The two types of transistor act as switches. Essentially, and simplifying a lot, if the value on the gate of an n-type transistor is 1, then the source and drain are connected, and if the gate is 0, then they are not. The behaviour of the p-type transistor is reversed (`complementary'). (There are also Silicon technologies that use only one of the transistor types – nMOS and pMOS. However, they are now outdated – especially pMOS.)

15.2.1  SRAM — Static RAM


Figure 15.2: SRAM Cell

SRAM is logically the more complex technology – requiring six transistors per bit – however, its electrical behaviour is simpler, so we will look at it first. An SRAM cell is shown in figure 15.2.

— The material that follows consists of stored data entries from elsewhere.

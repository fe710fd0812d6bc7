//! Flake registries: maps from flake identifiers to flake references.
//!
//! ```json
//! {
//!   "version": 1,
//!   "flakes": {
//!     "tools": { "uri": "github:example/tools" }
//!   }
//! }
//! ```
//!
//! Lookups consult the flag registry (`--override-flake`), then the user
//! registry, then the global registry.

use std::collections::{BTreeMap, BTreeSet};
use std::fs;
use std::io;
use std::path::{Path, PathBuf};

use serde::{Deserialize, Serialize};
use thiserror::Error;
use tracing::debug;

use super::{FlakeError, FlakeRef};
use crate::platform::paths::{global_registry_path, user_registry_path};

pub const REGISTRY_VERSION: u32 = 1;

#[derive(Debug, Error)]
pub enum RegistryError {
  #[error("failed to read flake registry '{}': {source}", .path.display())]
  Read {
    path: PathBuf,
    #[source]
    source: io::Error,
  },

  #[error("failed to write flake registry '{}': {source}", .path.display())]
  Write {
    path: PathBuf,
    #[source]
    source: io::Error,
  },

  #[error("failed to parse flake registry '{}': {source}", .path.display())]
  Parse {
    path: PathBuf,
    #[source]
    source: serde_json::Error,
  },

  #[error("failed to serialize flake registry: {0}")]
  Serialize(#[source] serde_json::Error),

  #[error("flake registry '{}' has unsupported version {version}", .path.display())]
  UnsupportedVersion { path: PathBuf, version: u32 },
}

#[derive(Debug, Serialize, Deserialize)]
struct RegistryFile {
  version: u32,
  #[serde(default)]
  flakes: BTreeMap<String, RegistryEntry>,
}

#[derive(Debug, Serialize, Deserialize)]
struct RegistryEntry {
  uri: String,
}

/// One registry; entries are kept as written.
#[derive(Debug, Clone, Default, PartialEq, Eq)]
pub struct Registry {
  /// Directory relative references are resolved against.
  base: Option<PathBuf>,
  entries: BTreeMap<String, String>,
}

impl Registry {
  /// Read a registry file; a missing file is an empty registry.
  pub fn load(path: &Path) -> Result<Self, RegistryError> {
    let base = path.parent().map(Path::to_path_buf);
    let content = match fs::read_to_string(path) {
      Ok(content) => content,
      Err(e) if e.kind() == io::ErrorKind::NotFound => {
        return Ok(Self {
          base,
          entries: BTreeMap::new(),
        });
      }
      Err(source) => {
        return Err(RegistryError::Read {
          path: path.to_path_buf(),
          source,
        });
      }
    };

    let file: RegistryFile = serde_json::from_str(&content).map_err(|source| RegistryError::Parse {
      path: path.to_path_buf(),
      source,
    })?;
    if file.version != REGISTRY_VERSION {
      return Err(RegistryError::UnsupportedVersion {
        path: path.to_path_buf(),
        version: file.version,
      });
    }

    Ok(Self {
      base,
      entries: file.flakes.into_iter().map(|(id, entry)| (id, entry.uri)).collect(),
    })
  }

  pub fn save(&self, path: &Path) -> Result<(), RegistryError> {
    let file = RegistryFile {
      version: REGISTRY_VERSION,
      flakes: self
        .entries
        .iter()
        .map(|(id, uri)| (id.clone(), RegistryEntry { uri: uri.clone() }))
        .collect(),
    };
    let write_err = |source| RegistryError::Write {
      path: path.to_path_buf(),
      source,
    };
    if let Some(parent) = path.parent() {
      fs::create_dir_all(parent).map_err(write_err)?;
    }
    let content = serde_json::to_string_pretty(&file).map_err(RegistryError::Serialize)?;
    fs::write(path, content + "\n").map_err(write_err)
  }

  /// Registry built from `--override-flake FROM TO` pairs.
  pub fn from_overrides(overrides: impl IntoIterator<Item = (String, String)>) -> Self {
    Self {
      base: None,
      entries: overrides
        .into_iter()
        .map(|(from, to)| (from.strip_prefix("flake:").unwrap_or(&from).to_string(), to))
        .collect(),
    }
  }

  pub fn add(&mut self, id: impl Into<String>, uri: impl Into<String>) {
    self.entries.insert(id.into(), uri.into());
  }

  pub fn remove(&mut self, id: &str) -> bool {
    self.entries.remove(id).is_some()
  }

  pub fn get(&self, id: &str) -> Option<&str> {
    self.entries.get(id).map(String::as_str)
  }

  pub fn entries(&self) -> impl Iterator<Item = (&str, &str)> {
    self.entries.iter().map(|(id, uri)| (id.as_str(), uri.as_str()))
  }

  fn resolve(&self, id: &str) -> Option<Result<FlakeRef, FlakeError>> {
    let uri = self.entries.get(id)?;
    Some(match &self.base {
      Some(base) => FlakeRef::parse_relative(uri, base),
      None => FlakeRef::parse(uri),
    })
  }
}

/// Which registry a listed entry came from.
#[derive(Debug, Clone, Copy, PartialEq, Eq)]
pub enum RegistrySource {
  Flags,
  User,
  Global,
}

impl RegistrySource {
  pub fn as_str(self) -> &'static str {
    match self {
      RegistrySource::Flags => "flags",
      RegistrySource::User => "user",
      RegistrySource::Global => "global",
    }
  }
}

/// The registries consulted when resolving indirect flake references.
#[derive(Debug, Clone, Default)]
pub struct Registries {
  pub flags: Registry,
  pub user: Option<PathBuf>,
  pub global: Option<PathBuf>,
}

impl Registries {
  /// The user registry in the config directory plus `SPROUT_FLAKE_REGISTRY`, if set.
  pub fn from_env() -> Self {
    Self {
      flags: Registry::default(),
      user: Some(user_registry_path()),
      global: global_registry_path(),
    }
  }

  pub fn with_flags(mut self, flags: Registry) -> Self {
    self.flags = flags;
    self
  }

  /// All registries in lookup order.
  pub fn load_all(&self) -> Result<Vec<(RegistrySource, Registry)>, RegistryError> {
    let mut all = vec![(RegistrySource::Flags, self.flags.clone())];
    if let Some(user) = &self.user {
      all.push((RegistrySource::User, Registry::load(user)?));
    }
    if let Some(global) = &self.global {
      all.push((RegistrySource::Global, Registry::load(global)?));
    }
    Ok(all)
  }

  /// Follow indirect references until a direct one is reached.
  pub fn lookup(&self, flake_ref: &FlakeRef) -> Result<FlakeRef, FlakeError> {
    let registries = self.load_all()?;
    let mut current = flake_ref.clone();
    let mut seen = BTreeSet::new();

    while let FlakeRef::Indirect { id, git_ref, rev } = current {
      if !seen.insert(id.clone()) {
        return Err(FlakeError::RegistryCycle { id });
      }
      let target = registries
        .iter()
        .find_map(|(_, registry)| registry.resolve(&id))
        .ok_or_else(|| FlakeError::LookupFailed { id: id.clone() })??;
      debug!(id = %id, target = %target, "flake registry lookup");
      current = target.with_overrides(git_ref, rev);
    }

    Ok(current)
  }
}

Four of the transistors are used to make a pair of inverters – NOT gates, essentially. Each inverter requires a pair of transistors – if the input is 0, then the p-type transistor will be on, and the n-type off. This will connect the output to power, which is equal to logic 1. Otherwise, if the input is 1, the output will be connected to ground, or logic 0. The two inverters are connected in a loop, with the output of one the input of the other.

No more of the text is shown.